Hemos sido nosotros mismos, los pueblos de América Latina, los que hemos construido y hecho avanzar estos procesos de cambio social que hoy se perfilan en la región. Y no ha sido porque no nos han puesto atención y, mientras tanto, nos escapamos del redil, vieja idea de origen colonialista que no nos cree capaces de impulsar procesos autónomamente, lejos de la tutela de alguna gran potencia. Ha sido porque, como decía la Segunda Declaración de La Habana hace ya más de 35 años, “esta gran humanidad ha dicho basta y ha echado a andar…”
Rafael Cuevas Molina / Presidente AUNA-Costa Rica
Producto de la creciente presencia en el panorama político latinoamericano de proyectos posneoliberales, algunos de los cuales se declaran abiertamente favorables a la construcción de una sociedad de carácter socialista, analistas, políticos del statu quo y medios de comunicación frecuentemente han hecho alusión, en los últimos años, a que esta situación ha sido posible gracias a la distracción del gobierno norteamericano que, durante la era Bush, se encuentra viendo hacia otros lugares del mundo, especialmente el Medio Oriente.

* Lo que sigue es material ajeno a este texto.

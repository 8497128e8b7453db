/// Built-in variant catalog.
pub mod formats;
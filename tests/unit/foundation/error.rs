use super::*;

#[test]
fn display_prefixes_are_stable() {
    assert!(
        FaviconError::PathNotFound(PathBuf::from("a.png"))
            .to_string()
            .contains("path not found:")
    );
    assert!(
        FaviconError::UnsupportedFormat(PathBuf::from("a.txt"))
            .to_string()
            .contains("unsupported format:")
    );
    assert!(
        FaviconError::invalid_color("x")
            .to_string()
            .contains("invalid color:")
    );
    assert!(
        FaviconError::rasterization("x")
            .to_string()
            .contains("rasterization error:")
    );
    assert!(
        FaviconError::encoding("x")
            .to_string()
            .contains("encoding error:")
    );
    assert!(
        FaviconError::invalid_path("d", "x")
            .to_string()
            .contains("invalid path:")
    );
    assert!(
        FaviconError::config("x")
            .to_string()
            .contains("invalid config:")
    );
}

#[test]
fn write_error_carries_path_and_source() {
    let err = FaviconError::Write {
        path: PathBuf::from("out/favicon.ico"),
        source: std::io::Error::other("disk full"),
    };
    let msg = err.to_string();
    assert!(msg.starts_with("write error:"));
    assert!(msg.contains("favicon.ico"));
    assert!(msg.contains("disk full"));
}

#[test]
fn batch_lists_every_failure() {
    let err = FaviconError::Batch(vec![
        FaviconError::encoding("first"),
        FaviconError::encoding("second"),
    ]);
    let msg = err.to_string();
    assert!(msg.starts_with("2 variant(s) failed:"));
    assert!(msg.contains("first"));
    assert!(msg.contains("second"));
    assert_eq!(err.failures().len(), 2);
}

#[test]
fn failures_of_single_error_is_itself() {
    let err = FaviconError::invalid_color("nope");
    assert_eq!(err.failures().len(), 1);
}

#[test]
fn other_preserves_source() {
    let base = std::io::Error::other("boom");
    let err = FaviconError::Other(anyhow::Error::new(base));
    assert!(err.to_string().contains("boom"));
}
use std::io::Write as _;
use std::path::{Path, PathBuf};
use std::sync::Arc;

use anyhow::Context as _;

use crate::foundation::error::{FaviconError, FaviconResult};
use crate::io::paths::is_vector_source;

// Avoid pathological allocations for huge or malformed intrinsic sizes.
const MAX_DIM: u32 = 16_384;

/// Temporary PNG produced from a vector source.
///
/// Removed exactly once, either by [`TempRaster::release`] or on drop. A file that is already
/// gone is not an error; any other removal failure is logged and swallowed.
#[derive(Debug)]
pub struct TempRaster {
    path: Option<tempfile::TempPath>,
}

impl TempRaster {
    /// Location of the temporary PNG, `None` once released.
    pub fn path(&self) -> Option<&Path> {
        self.path.as_deref()
    }

    /// Delete the temporary file now.
    pub fn release(&mut self) {
        let Some(tmp) = self.path.take() else {
            return;
        };
        let path = tmp.to_path_buf();
        match tmp.close() {
            Ok(()) => tracing::debug!(path = %path.display(), "removed temporary raster"),
            Err(e) if e.kind() == std::io::ErrorKind::NotFound => {}
            Err(e) => tracing::warn!(
                path = %path.display(),
                error = %e,
                "failed to remove temporary raster"
            ),
        }
    }
}

impl Drop for TempRaster {
    fn drop(&mut self) {
        self.release();
    }
}

/// The bitmap the renderer should read, plus the temporary it may own.
#[derive(Debug)]
pub struct PreparedSource {
    path: PathBuf,
    temp: Option<TempRaster>,
}

impl PreparedSource {
    /// Path of the raster image to render from.
    pub fn path(&self) -> &Path {
        &self.path
    }

    /// `true` when [`PreparedSource::path`] is a temporary this value will delete.
    pub fn owns_temporary(&self) -> bool {
        self.temp.as_ref().is_some_and(|t| t.path().is_some())
    }

    /// Delete the owned temporary, if any. Idempotent.
    pub fn release(&mut self) {
        if let Some(temp) = self.temp.as_mut() {
            temp.release();
        }
    }
}

/// Pass raster sources through untouched; rasterize vector sources into a temporary PNG whose
/// longer side is at least `min_side` pixels.
#[tracing::instrument(skip_all, fields(source = %source.display()))]
pub fn prepare_source(source: &Path, min_side: u32) -> FaviconResult<PreparedSource> {
    if !is_vector_source(source) {
        return Ok(PreparedSource {
            path: source.to_path_buf(),
            temp: None,
        });
    }

    let img = rasterize_svg_file(source, min_side)?;
    let mut png = Vec::new();
    img.write_to(&mut std::io::Cursor::new(&mut png), image::ImageFormat::Png)
        .map_err(|e| FaviconError::rasterization(format!("encode rasterized svg: {e}")))?;

    let mut file = tempfile::Builder::new()
        .prefix("favicons_")
        .suffix(".png")
        .tempfile()
        .context("create temporary raster file")?;
    let path = file.path().to_path_buf();
    file.write_all(&png)
        .and_then(|()| file.flush())
        .with_context(|| format!("write temporary raster '{}'", path.display()))?;

    let tmp = file.into_temp_path();
    tracing::debug!(
        path = %path.display(),
        width = img.width(),
        height = img.height(),
        "rasterized vector source"
    );

    Ok(PreparedSource {
        path,
        temp: Some(TempRaster { path: Some(tmp) }),
    })
}

/// Parse and render an SVG file to a straight-alpha RGBA bitmap.
pub fn rasterize_svg_file(path: &Path, min_side: u32) -> FaviconResult<image::RgbaImage> {
    let bytes = std::fs::read(path).map_err(|e| {
        FaviconError::rasterization(format!("read svg '{}': {e}", path.display()))
    })?;

    let resources_dir = path.parent().map(Path::to_path_buf);
    let fontdb = build_svg_fontdb(resources_dir.as_deref());
    let opts = usvg::Options {
        resources_dir,
        fontdb,
        ..Default::default()
    };
    let tree = usvg::Tree::from_data(&bytes, &opts).map_err(|e| {
        FaviconError::rasterization(format!("parse svg '{}': {e}", path.display()))
    })?;

    let size = tree.size();
    let (width, height) = svg_raster_size(size.width(), size.height(), min_side)?;
    let mut data = rasterize_svg_to_premul_rgba8(&tree, width, height)?;
    demultiply_rgba8_in_place(&mut data);

    image::RgbaImage::from_raw(width, height, data)
        .ok_or_else(|| FaviconError::rasterization("svg pixmap size mismatch"))
}

/// Pixel size for rasterizing an SVG of intrinsic size `width` x `height`.
///
/// The intrinsic size is rounded up and, when its longer side is below `min_side`, scaled up
/// uniformly so that side reaches `min_side`.
pub fn svg_raster_size(width: f32, height: f32, min_side: u32) -> FaviconResult<(u32, u32)> {
    fn to_px(v: f32) -> FaviconResult<u32> {
        if !v.is_finite() || v <= 0.0 {
            return Err(FaviconError::rasterization("svg has invalid width/height"));
        }
        Ok((v.ceil() as u32).max(1))
    }

    let base_w = to_px(width)?;
    let base_h = to_px(height)?;
    let longer = base_w.max(base_h);

    let (w, h) = if longer < min_side {
        let scale = f64::from(min_side) / f64::from(longer);
        (
            (f64::from(base_w) * scale).round().max(1.0) as u32,
            (f64::from(base_h) * scale).round().max(1.0) as u32,
        )
    } else {
        (base_w, base_h)
    };

    if w > MAX_DIM || h > MAX_DIM {
        return Err(FaviconError::rasterization(format!(
            "svg raster size too large: {w}x{h} (max {MAX_DIM}x{MAX_DIM})"
        )));
    }
    Ok((w, h))
}

fn rasterize_svg_to_premul_rgba8(
    tree: &usvg::Tree,
    width: u32,
    height: u32,
) -> FaviconResult<Vec<u8>> {
    let mut pixmap = resvg::tiny_skia::Pixmap::new(width, height)
        .ok_or_else(|| FaviconError::rasterization("failed to allocate svg pixmap"))?;

    let sx = (width as f32) / tree.size().width();
    let sy = (height as f32) / tree.size().height();
    let xform = resvg::tiny_skia::Transform::from_scale(sx, sy);

    resvg::render(tree, xform, &mut pixmap.as_mut());
    Ok(pixmap.take())
}

fn demultiply_rgba8_in_place(rgba: &mut [u8]) {
    for px in rgba.chunks_exact_mut(4) {
        let a = u16::from(px[3]);
        if a == 0 || a == 255 {
            continue;
        }
        for c in &mut px[..3] {
            *c = ((u16::from(*c) * 255 + a / 2) / a).min(255) as u8;
        }
    }
}

fn build_svg_fontdb(resources_dir: Option<&Path>) -> Arc<usvg::fontdb::Database> {
    let mut db = usvg::fontdb::Database::new();
    db.load_system_fonts();

    if let Some(dir) = resources_dir {
        load_fonts_from_dir(&mut db, dir);
        load_fonts_from_dir(&mut db, &dir.join("fonts"));
    }

    Arc::new(db)
}

fn load_fonts_from_dir(db: &mut usvg::fontdb::Database, dir: &Path) {
    let Ok(rd) = std::fs::read_dir(dir) else {
        return;
    };

    for entry in rd.flatten() {
        let path = entry.path();
        if !path.is_file() {
            continue;
        }
        let Some(ext) = path.extension().and_then(|s| s.to_str()) else {
            continue;
        };
        let ext = ext.to_ascii_lowercase();
        if ext != "ttf" && ext != "otf" && ext != "ttc" {
            continue;
        }
        let _ = db.load_font_file(&path);
    }
}

#[cfg(test)]
#[path = "../../tests/unit/assets/svg_raster.rs"]
mod tests;
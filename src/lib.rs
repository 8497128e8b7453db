//! Generate a complete favicon set from one source image.
//!
//! A single raster (`png`, `jpg`/`jpeg`, `tif`/`tiff`) or vector (`svg`) source is turned into a
//! fixed catalog of variants (ICO and PNG at assorted sizes), each composited onto a background
//! color and padded to keep the source's aspect ratio. The same catalog drives the `<link>`
//! markup, filename listings and a JSON description of the set.
//!
//! # Pipeline overview
//!
//! 1. **Validate**: check the source path and format, create the output directory.
//! 2. **Prepare**: rasterize SVG sources into a temporary PNG owned by the pipeline.
//! 3. **Render**: for every catalog entry, composite, scale-and-pad, encode and write.
//! 4. **Tear down**: remove the temporary PNG, whatever happened before.
//!
//! Rendering runs either sequentially ([`Favicons::generate_sync`], fail-fast) or as independent
//! tasks on a `rayon` pool ([`Favicons::generate_concurrent`], failures aggregated).
//!
//! ```no_run
//! use favicons::{ColorSpec, Favicons, FaviconsOpts};
//!
//! let opts = FaviconsOpts {
//!     background: ColorSpec::parse("white")?,
//!     transparent: false,
//!     ..FaviconsOpts::default()
//! };
//! let written = Favicons::scoped("logo.svg", "public/icons", opts, |fav| {
//!     fav.generate_concurrent()
//! })?;
//! println!("wrote {} files", written.len());
//! # Ok::<(), favicons::FaviconError>(())
//! ```
#![forbid(unsafe_code)]
#![deny(missing_docs)]

mod assets;
mod catalog;
mod foundation;
mod io;
mod metadata;
mod render;

pub use assets::color::ColorSpec;
pub use assets::svg_raster::{PreparedSource, TempRaster, prepare_source, rasterize_svg_file};
pub use catalog::formats::{FormatRecord, ImageEncoding, VariantDescriptor, catalog};
pub use foundation::error::{FaviconError, FaviconResult};
pub use io::paths::{
    SUPPORTED_SOURCE_EXTENSIONS, is_supported_source, is_vector_source, validate_output_dir,
    validate_path, validate_source,
};
pub use metadata::markup::{filenames, formats, formats_json, link_tag, links};
pub use render::pipeline::{Favicons, FaviconsOpts, PipelineState};
pub use render::variant::{VariantRenderer, encode_variant};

Efectivamente, los ocho años del gobierno de George W. Bush fueron los del empantanamiento de los Estados Unidos en Irak, guerra que le ha significado a esa nación colosales gastos materiales y humanos, en aras de asegurar para sí una de las regiones más ricas en petróleo del mundo. Han sido, también, los años en los que se ha hecho patente el avasallante posicionamiento mundial de China, que se erige, hoy por hoy, en un verdadero contrincante del poderío económico norteamericano.
A pesar de estos y otros hechos del acontecer mundial que podrían haber “distraído” a la gran potencia norteamericana, nos parece que los análisis que sustentan esta tesis no toman en cuenta que la hegemonía norteamericana sobre la región latinoamericana no se sustenta en acciones aisladas sino en una estructura de larga data, muy bien basada en instituciones y relaciones que no han dejado de funcionar en ningún momento, y que han seguido ejerciendo el papel para el cual fueron concebidas. Se trata, en primer lugar, de los organismos financieros internacionales que, por lo menos desde la década de los años 70 del siglo pasado, han ejercido una impronta determinante en el perfilamiento y reperfilamiento de los modelos económicos que prevalecen en el continente. Decir esto suena ya, a estas alturas, a perogrullada, pero debe repetirse en la medida en que existan grupos sociales, analistas y medios que parecieran ignorarla.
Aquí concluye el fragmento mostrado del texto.